Vitamin D is a fat soluble hormone that plays a significant role in bone health and metabolism. Very few foods contain vitamin D, where the major natural source occurs via synthesis in the skin. This process is dependent on adequate sun exposure and more specifically, UVB rays. Vitamin D is not strictly a vitamin as it is adequately synthesised in most humans when exposed to the correct sunlight.
Signs You May be Deficient:
- Muscle weakness;
- Bone pain and/or recurring fractures;
- High blood pressure;
- Seasonal Affective Disorder (SAD);
- Excessive fatigue;
Vitamin D and Iron Deficiency
Research also shows that vitamin D levels may increase red blood cells and oxygen in the blood and prevent the development of anaemia (iron deficiency).
Can you get Vitamin D from Your Diet?
The Australian guidelines for Vitamin D are between 200 and 400 IU per day, which is the equivalent to 1kg-2kg of mushrooms per day – Yikes! Other food sources of vitamin D include eggs, tuna and beef but the volume required is very challenging to consume.
Add Some Vitamin D to Your Day
To ensure your vitamin D stores are topped up and maintained as the seasons change, here’s what you need to do:
- Aim for natural sunlight for 10-15 minutes per day, between the hours of 10am and 3pm. This is when UVB rays are present in the greatest amount.

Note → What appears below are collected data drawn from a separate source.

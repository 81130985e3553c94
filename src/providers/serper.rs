use crate::traits::SearchProvider;
use crate::types::{ResearchError, Result, SearchTask, SourceRecord};
use async_trait::async_trait;
use reqwest::Client;
use serde::Deserialize;
use std::time::Duration;
use tracing::{debug, info};

const USER_AGENT: &str = "deep-research/0.1";

/// Configuration for the Serper search API.
#[derive(Debug, Clone)]
pub struct SerperConfig {
    pub api_key: String,
    pub base_url: String,
    pub default_location: String,
    pub timeout_seconds: u64,
}

impl SerperConfig {
    /// Create config from environment variables. `SERPER_API_KEY` is
    /// required; `SERPER_BASE_URL` overrides the default host.
    pub fn from_env() -> Result<Self> {
        let api_key = std::env::var("SERPER_API_KEY")
            .map_err(|_| ResearchError::MissingConfig("SERPER_API_KEY not set".to_string()))?;
        let base_url = std::env::var("SERPER_BASE_URL")
            .unwrap_or_else(|_| "https://google.serper.dev".to_string());
        Ok(Self { api_key, base_url, default_location: "us".to_string(), timeout_seconds: 15 })
    }
}

/// Search provider backed by Serper's batch endpoint: the whole task list
/// is POSTed as one request and answered with one result object per task.
pub struct SerperSearchProvider {
    client: Client,
    config: SerperConfig,
}

impl SerperSearchProvider {
    pub fn new(config: SerperConfig) -> Result<Self> {
        let client = Client::builder()
            .user_agent(USER_AGENT)
            .timeout(Duration::from_secs(config.timeout_seconds))
            .build()?;
        Ok(Self { client, config })
    }

    pub fn from_env() -> Result<Self> {
        Self::new(SerperConfig::from_env()?)
    }
}

#[derive(Debug, Deserialize)]
struct SerperTaskResponse {
    #[serde(default)]
    organic: Vec<SerperOrganicHit>,
}

#[derive(Debug, Deserialize)]
struct SerperOrganicHit {
    #[serde(default)]
    link: String,
    #[serde(default)]
    title: String,
    #[serde(default)]
    snippet: String,
}

#[async_trait]
impl SearchProvider for SerperSearchProvider {
    async fn batch_search(&self, tasks: &[SearchTask]) -> Result<Vec<Vec<SourceRecord>>> {
        if tasks.is_empty() {
            return Err(ResearchError::Search("search task list cannot be empty".to_string()));
        }

        let payload: Vec<serde_json::Value> = tasks
            .iter()
            .map(|task| {
                serde_json::json!({
                    "q": task.query,
                    "type": task.endpoint.serper_type(),
                    "num": task.num_results,
                    "gl": self.config.default_location,
                })
            })
            .collect();

        let endpoint = format!("{}/search", self.config.base_url.trim_end_matches('/'));
        debug!("Issuing batch of {} Serper queries", tasks.len());
        let response = self
            .client
            .post(&endpoint)
            .header("X-API-KEY", &self.config.api_key)
            .json(&payload)
            .send()
            .await
            .map_err(|e| ResearchError::Search(format!("Serper request failed: {}", e)))?;

        let status = response.status();
        if !status.is_success() {
            return Err(ResearchError::Search(format!(
                "Serper returned HTTP {}: {}",
                status,
                status.canonical_reason().unwrap_or("unknown")
            )));
        }

        let results: Vec<SerperTaskResponse> = response
            .json()
            .await
            .map_err(|e| ResearchError::Search(format!("unexpected Serper response: {}", e)))?;
        if results.len() != tasks.len() {
            return Err(ResearchError::Search(format!(
                "unexpected batch response length: expected {}, got {}",
                tasks.len(),
                results.len()
            )));
        }

        let batches: Vec<Vec<SourceRecord>> = results
            .into_iter()
            .map(|task_response| {
                task_response
                    .organic
                    .into_iter()
                    .filter(|hit| !hit.link.is_empty())
                    .map(|hit| SourceRecord { link: hit.link, title: hit.title, snippet: hit.snippet })
                    .collect()
            })
            .collect();

        info!(
            "Batch search complete: {} result(s) across {} task(s)",
            batches.iter().map(|b| b.len()).sum::<usize>(),
            batches.len()
        );
        Ok(batches)
    }
}
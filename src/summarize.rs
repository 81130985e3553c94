use crate::prompts;
use crate::traits::GenerationProvider;
use crate::types::{FetchedContent, SummaryLog};
use crate::usage::UsageLedger;
use crate::utils::text::smart_truncate;
use tracing::{debug, info, warn};

/// Summarize each fetched source in order, appending successful summaries
/// to the log. A failed or empty summary skips the source without
/// consuming a citation index. Returns the number of summaries appended.
pub async fn summarize_sources(
    provider: &dyn GenerationProvider,
    model: &str,
    user_query: &str,
    contents: &[FetchedContent],
    max_source_chars: usize,
    log: &mut SummaryLog,
    ledger: &mut UsageLedger,
) -> usize {
    let mut appended = 0;

    for (i, content) in contents.iter().enumerate() {
        debug!(
            "[{}/{}] Summarizing: {} ({})",
            i + 1,
            contents.len(),
            content.title,
            content.link
        );

        let text = smart_truncate(&content.text, max_source_chars);
        if text.len() < content.text.len() {
            debug!(
                "Truncated source text from {} to {} chars before summarization",
                content.text.len(),
                text.len()
            );
        }

        let messages = prompts::summarizer_messages(user_query, &content.title, &content.link, &text);
        match provider.generate(&messages, model, false).await {
            Ok(generation) => {
                ledger.record_generation(&generation);
                let summary = generation.text.trim();
                if summary.is_empty() {
                    warn!("Summarizer returned empty content for {}, skipping source", content.link);
                    continue;
                }
                let index = log.append(&content.title, &content.link, summary);
                debug!("Summary [{}] generated ({} chars)", index, summary.len());
                appended += 1;
            }
            Err(e) => {
                warn!("Error summarizing {}: {}, skipping source", content.link, e);
            }
        }
    }

    info!("Summarization complete: {} new summaries", appended);
    appended
}
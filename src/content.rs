use crate::traits::ContentProvider;
use crate::types::{FetchedContent, SourceRecord};
use tracing::{debug, info, warn};

/// Strategy name carrying raw cleaned page text. Preferred over any other
/// extraction strategy when present and non-empty.
pub const NO_EXTRACTION: &str = "no_extraction";

/// Resolve each selected source to full text, one source at a time. The
/// `no_extraction` strategy wins when it carries non-empty content,
/// otherwise the first successful non-empty strategy in provider order is
/// used. A source whose fetch fails, or for which no strategy produced
/// non-empty content, is dropped (logged, never propagated) and does not
/// reach summarization. No retry happens at this layer.
pub async fn acquire_content(
    provider: &dyn ContentProvider,
    sources: &[SourceRecord],
) -> Vec<FetchedContent> {
    let mut fetched = Vec::new();

    for (i, source) in sources.iter().enumerate() {
        if source.link.is_empty() {
            warn!("Skipping source with missing link: {}", source.title);
            continue;
        }
        debug!(
            "[{}/{}] Fetching content: {} ({})",
            i + 1,
            sources.len(),
            source.title,
            source.link
        );

        let outcomes = match provider.fetch(&source.link).await {
            Ok(outcomes) => outcomes,
            Err(e) => {
                warn!("Failed to fetch {}: {}", source.link, e);
                continue;
            }
        };

        let content = outcomes
            .iter()
            .find(|(name, o)| name.as_str() == NO_EXTRACTION && o.success)
            .and_then(|(name, o)| {
                o.content
                    .as_deref()
                    .filter(|c| !c.is_empty())
                    .map(|c| (name.clone(), c.to_string()))
            })
            .or_else(|| {
                outcomes.iter().find_map(|(name, o)| {
                    o.success
                        .then(|| o.content.as_deref())
                        .flatten()
                        .filter(|c| !c.is_empty())
                        .map(|c| (name.clone(), c.to_string()))
                })
            });

        match content {
            Some((strategy, text)) => {
                debug!(
                    "Extracted {} chars from {} using strategy '{}'",
                    text.len(),
                    source.link,
                    strategy
                );
                fetched.push(FetchedContent {
                    link: source.link.clone(),
                    title: source.title.clone(),
                    text,
                });
            }
            None => {
                warn!("No extraction strategy succeeded for {}", source.link);
            }
        }
    }

    info!(
        "Content fetching complete: {} of {} sources resolved",
        fetched.len(),
        sources.len()
    );
    fetched
}
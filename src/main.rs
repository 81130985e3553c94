use clap::Parser;
use deep_research::providers::{
    JinaReranker, OpenRouterProvider, PageScraper, SerperSearchProvider,
};
use deep_research::{DeepResearchAgent, DeepResearchConfig};
use tracing::info;

/// Research a question end to end: plan searches, gather and summarize
/// sources, then write and refine a cited report.
#[derive(Debug, Parser)]
#[command(name = "deep-research", version, about)]
struct Cli {
    /// The research question to investigate.
    query: String,

    /// Model used for planning the searches.
    #[arg(long)]
    planner_model: Option<String>,

    /// Model used for per-source summarization.
    #[arg(long)]
    summarizer_model: Option<String>,

    /// Model used for drafting and revising the report.
    #[arg(long)]
    writer_model: Option<String>,

    /// Number of primary sources to fetch and summarize.
    #[arg(long)]
    top_m: Option<usize>,

    /// Number of standby sources kept behind the primary tier.
    #[arg(long)]
    next_k: Option<usize>,

    /// Cap on the number of planned search tasks.
    #[arg(long)]
    max_search_tasks: Option<usize>,

    /// Cap on refinement iterations after the initial draft.
    #[arg(long)]
    max_iterations: Option<usize>,
}

impl Cli {
    fn into_config(self) -> (String, DeepResearchConfig) {
        let mut config = DeepResearchConfig::default();
        if let Some(model) = self.planner_model {
            config.planner_model = model;
        }
        if let Some(model) = self.summarizer_model {
            config.summarizer_model = model;
        }
        if let Some(model) = self.writer_model {
            config.writer_model = model;
        }
        if let Some(top_m) = self.top_m {
            config.top_m_sources = top_m;
        }
        if let Some(next_k) = self.next_k {
            config.next_k_sources = next_k;
        }
        if let Some(max_tasks) = self.max_search_tasks {
            config.max_initial_search_tasks = max_tasks;
        }
        if let Some(max_iterations) = self.max_iterations {
            config.max_refinement_iterations = max_iterations;
        }
        (self.query, config)
    }
}

#[tokio::main]
async fn main() -> anyhow::Result<()> {
    tracing_subscriber::fmt::init();

    let (query, config) = Cli::parse().into_config();

    let search = SerperSearchProvider::from_env()?;
    let reranker = JinaReranker::from_env()?;
    let scraper = PageScraper::new()?;
    let generation = OpenRouterProvider::from_env()?;

    let mut agent = DeepResearchAgent::new(
        config,
        Box::new(search),
        Box::new(scraper),
        Box::new(reranker),
        Box::new(generation),
    );

    let report = agent.run_deep_research(&query).await?;

    println!("{}", report);
    info!("Usage: {}", agent.usage().summary());

    Ok(())
}
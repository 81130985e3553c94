use crate::traits::Generation;
use tracing::debug;

/// Run-scoped accounting of model tokens, estimated cost and external
/// search queries. Reset at the start of each run and read only for
/// reporting; every generation and batch-search call site records into it.
#[derive(Debug, Clone, Copy, Default)]
pub struct UsageLedger {
    pub prompt_tokens: u64,
    pub completion_tokens: u64,
    pub total_tokens: u64,
    pub estimated_cost: f64,
    pub search_queries: u64,
}

impl UsageLedger {
    pub fn new() -> Self {
        Self::default()
    }

    pub fn reset(&mut self) {
        *self = Self::default();
    }

    /// Record the usage carried by one generation response, if the
    /// provider reported any.
    pub fn record_generation(&mut self, generation: &Generation) {
        if let Some(usage) = generation.usage {
            self.prompt_tokens += usage.prompt_tokens;
            self.completion_tokens += usage.completion_tokens;
            self.total_tokens += usage.total_tokens;
            debug!(
                "Tokens used: prompt={}, completion={}, total={} (cumulative total: {})",
                usage.prompt_tokens, usage.completion_tokens, usage.total_tokens, self.total_tokens
            );
        } else {
            debug!("Usage information not available in generation response");
        }
        if let Some(cost) = generation.cost {
            self.estimated_cost += cost;
            debug!(
                "Generation cost: ${:.6} (cumulative: ${:.6})",
                cost, self.estimated_cost
            );
        }
    }

    /// Record a batch of issued search queries.
    pub fn record_searches(&mut self, count: usize) {
        self.search_queries += count as u64;
    }

    /// One-line summary for the end-of-run log.
    pub fn summary(&self) -> String {
        format!(
            "tokens total={} (prompt={}, completion={}), estimated cost=${:.6}, search queries={}",
            self.total_tokens,
            self.prompt_tokens,
            self.completion_tokens,
            self.estimated_cost,
            self.search_queries
        )
    }
}
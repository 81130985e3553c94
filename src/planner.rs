use crate::prompts;
use crate::traits::GenerationProvider;
use crate::types::{ResearchError, ResearchPlan, Result, SearchTask};
use crate::usage::UsageLedger;
use crate::utils::text::strip_code_fence;
use tracing::{debug, info, warn};

/// Turn the user query into a research plan: a bounded list of search
/// tasks plus the writing plan that will guide every draft call. Any
/// malformed planner output is fatal, the run cannot proceed without a
/// valid plan.
pub async fn build_research_plan(
    provider: &dyn GenerationProvider,
    model: &str,
    user_query: &str,
    max_tasks: usize,
    ledger: &mut UsageLedger,
) -> Result<ResearchPlan> {
    info!("Calling planner model '{}'", model);
    let messages = prompts::planner_messages(user_query);
    let generation = provider
        .generate(&messages, model, true)
        .await
        .map_err(|e| ResearchError::Planning(e.to_string()))?;
    ledger.record_generation(&generation);

    let plan = parse_plan(&generation.text, max_tasks)?;
    info!(
        "Planning complete: {} search task(s)",
        plan.search_tasks.len()
    );
    for task in &plan.search_tasks {
        debug!(
            "Planned task: '{}' via {} ({} results) - {}",
            task.query,
            task.endpoint.as_path(),
            task.num_results,
            task.reasoning
        );
    }
    Ok(plan)
}

/// Parse and validate the planner's JSON output. The payload may be
/// wrapped in a Markdown code fence. Missing `search_tasks` or
/// `writing_plan`, or `search_tasks` not being a list, is a validation
/// error; a task list longer than `max_tasks` is truncated with a warning.
pub fn parse_plan(raw: &str, max_tasks: usize) -> Result<ResearchPlan> {
    let cleaned = strip_code_fence(raw);
    let value: serde_json::Value = serde_json::from_str(cleaned)
        .map_err(|e| ResearchError::Planning(format!("planner output is not valid JSON: {}", e)))?;

    let tasks_value = value
        .get("search_tasks")
        .ok_or_else(|| ResearchError::Planning("planner output missing 'search_tasks'".to_string()))?;
    if !tasks_value.is_array() {
        return Err(ResearchError::Planning(
            "planner output 'search_tasks' is not a list".to_string(),
        ));
    }
    let writing_plan = value
        .get("writing_plan")
        .cloned()
        .ok_or_else(|| ResearchError::Planning("planner output missing 'writing_plan'".to_string()))?;

    let mut search_tasks: Vec<SearchTask> = serde_json::from_value(tasks_value.clone())
        .map_err(|e| ResearchError::Planning(format!("invalid search task: {}", e)))?;

    if search_tasks.len() > max_tasks {
        warn!(
            "Planner generated {} tasks, exceeding limit {}; truncating",
            search_tasks.len(),
            max_tasks
        );
        search_tasks.truncate(max_tasks);
    }

    Ok(ResearchPlan { search_tasks, writing_plan })
}

#[cfg(test)]
mod tests {
    use super::*;
    use crate::types::SearchEndpoint;

    const VALID: &str = r#"{
        "search_tasks": [
            {"query": "quantum computing cybersecurity", "endpoint": "/search", "num_results": 10, "reasoning": "broad overview"},
            {"query": "post-quantum cryptography adoption", "endpoint": "/scholar", "num_results": 5, "reasoning": "academic depth"}
        ],
        "writing_plan": {"overall_goal": "analysis", "sections": [{"title": "Intro", "guidance": "set context"}]}
    }"#;

    #[test]
    fn parses_a_valid_plan() {
        let plan = parse_plan(VALID, 3).unwrap();
        assert_eq!(plan.search_tasks.len(), 2);
        assert_eq!(plan.search_tasks[1].endpoint, SearchEndpoint::Scholarly);
        assert_eq!(plan.writing_plan["overall_goal"], "analysis");
    }

    #[test]
    fn accepts_fenced_output() {
        let fenced = format!("```json\n{}\n```", VALID);
        assert!(parse_plan(&fenced, 3).is_ok());
    }

    #[test]
    fn missing_search_tasks_is_fatal() {
        let err = parse_plan(r#"{"writing_plan": {}}"#, 3).unwrap_err();
        assert!(matches!(err, ResearchError::Planning(_)));
        assert!(err.to_string().contains("search_tasks"));
    }

    #[test]
    fn missing_writing_plan_is_fatal() {
        let err = parse_plan(r#"{"search_tasks": []}"#, 3).unwrap_err();
        assert!(err.to_string().contains("writing_plan"));
    }

    #[test]
    fn non_list_search_tasks_is_fatal() {
        let err = parse_plan(r#"{"search_tasks": "look it up", "writing_plan": {}}"#, 3).unwrap_err();
        assert!(err.to_string().contains("not a list"));
    }

    #[test]
    fn non_json_output_is_fatal() {
        assert!(parse_plan("I could not produce a plan.", 3).is_err());
    }

    #[test]
    fn excess_tasks_are_truncated_in_order() {
        let raw = r#"{
            "search_tasks": [
                {"query": "one"}, {"query": "two"}, {"query": "three"}, {"query": "four"}
            ],
            "writing_plan": {}
        }"#;
        let plan = parse_plan(raw, 2).unwrap();
        assert_eq!(plan.search_tasks.len(), 2);
        assert_eq!(plan.search_tasks[0].query, "one");
        assert_eq!(plan.search_tasks[1].query, "two");
    }
}
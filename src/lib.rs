pub mod types;
pub mod traits;
pub mod usage;
pub mod utils;
pub mod prompts;
pub mod planner;
pub mod selection;
pub mod content;
pub mod summarize;
pub mod writer;
pub mod refine;
pub mod agent;
pub mod providers;

pub use types::*;
pub use traits::{
    ChatMessage, ContentProvider, ExtractionOutcome, Generation, GenerationProvider, RankedIndex,
    Reranker, SearchProvider, TokenUsage,
};
pub use usage::UsageLedger;
pub use agent::DeepResearchAgent;
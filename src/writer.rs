use crate::prompts;
use crate::traits::GenerationProvider;
use crate::types::{ResearchError, ResearchPlan, Result, SourceSummary};
use crate::usage::UsageLedger;
use tracing::{debug, info, warn};

/// True when the writing plan gives the writer nothing to work against.
fn writing_plan_is_empty(plan: &ResearchPlan) -> bool {
    match &plan.writing_plan {
        serde_json::Value::Null => true,
        serde_json::Value::Object(map) => map.is_empty(),
        _ => false,
    }
}

/// Compose the initial report draft from the writing plan and the numbered
/// summaries. A missing writing plan is fatal; an empty summary list only
/// degrades the draft to plan-only.
pub async fn write_initial_draft(
    provider: &dyn GenerationProvider,
    model: &str,
    user_query: &str,
    plan: &ResearchPlan,
    summaries: &[SourceSummary],
    ledger: &mut UsageLedger,
) -> Result<String> {
    if writing_plan_is_empty(plan) {
        return Err(ResearchError::EmptyWritingPlan);
    }
    if summaries.is_empty() {
        warn!("No summaries available, generating report from the writing plan only");
    }

    let messages = prompts::writer_initial_messages(user_query, &plan.writing_plan, summaries);
    let input_chars: usize = messages.iter().map(|m| m.content.len()).sum();
    debug!("Writer input is ~{} chars across {} summaries", input_chars, summaries.len());

    info!("Calling writer model '{}' for the initial draft", model);
    let generation = provider
        .generate(&messages, model, false)
        .await
        .map_err(|e| ResearchError::Generation(format!("initial draft failed: {}", e)))?;
    ledger.record_generation(&generation);

    let draft = generation.text.trim().to_string();
    info!("Initial draft generated ({} chars)", draft.len());
    Ok(draft)
}

/// Revise an existing draft with newly gathered summaries. Errors are
/// returned to the caller, which keeps the previous draft.
pub async fn revise_draft(
    provider: &dyn GenerationProvider,
    model: &str,
    user_query: &str,
    plan: &ResearchPlan,
    previous_draft: &str,
    refinement_topic: &str,
    new_summaries: &[SourceSummary],
    all_summaries: &[SourceSummary],
    ledger: &mut UsageLedger,
) -> Result<String> {
    let messages = prompts::writer_refinement_messages(
        user_query,
        &plan.writing_plan,
        previous_draft,
        refinement_topic,
        new_summaries,
        all_summaries,
    );
    let input_chars: usize = messages.iter().map(|m| m.content.len()).sum();
    debug!("Revision input is ~{} chars", input_chars);

    info!("Calling writer model '{}' for a revision", model);
    let generation = provider
        .generate(&messages, model, false)
        .await
        .map_err(|e| ResearchError::Generation(format!("revision failed: {}", e)))?;
    ledger.record_generation(&generation);

    let revised = generation.text.trim().to_string();
    if revised.is_empty() {
        return Err(ResearchError::Generation("revision produced empty output".to_string()));
    }
    info!("Revision complete ({} chars)", revised.len());
    Ok(revised)
}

- Don’t go over the top with ‘Slip, Slop, Slap’ (unless you have a family history of skin cancer). While we are all for taking care of your skin, the right amount of natural sunlight is important. Follow step 1 above, where optimal absorption will take place with minimal clothing and/or suncream. Please ensure you factor in your current skin tone and avoid getting burnt. If you have very fair skin and a history of minimal sun exposure, please start with 5 minutes per day and increase your duration over three to four weeks.
- If you live in the Southern Hemisphere, periods of darkness, and/or can not get adequate sun exposure between 10am and 3pm, please consider a good quality practitioner grade supplement. The amount required will depend on your blood levels of vitamin D, which you can have tested with your General Practitioner. Optimum levels are greater than 75 nmol/L.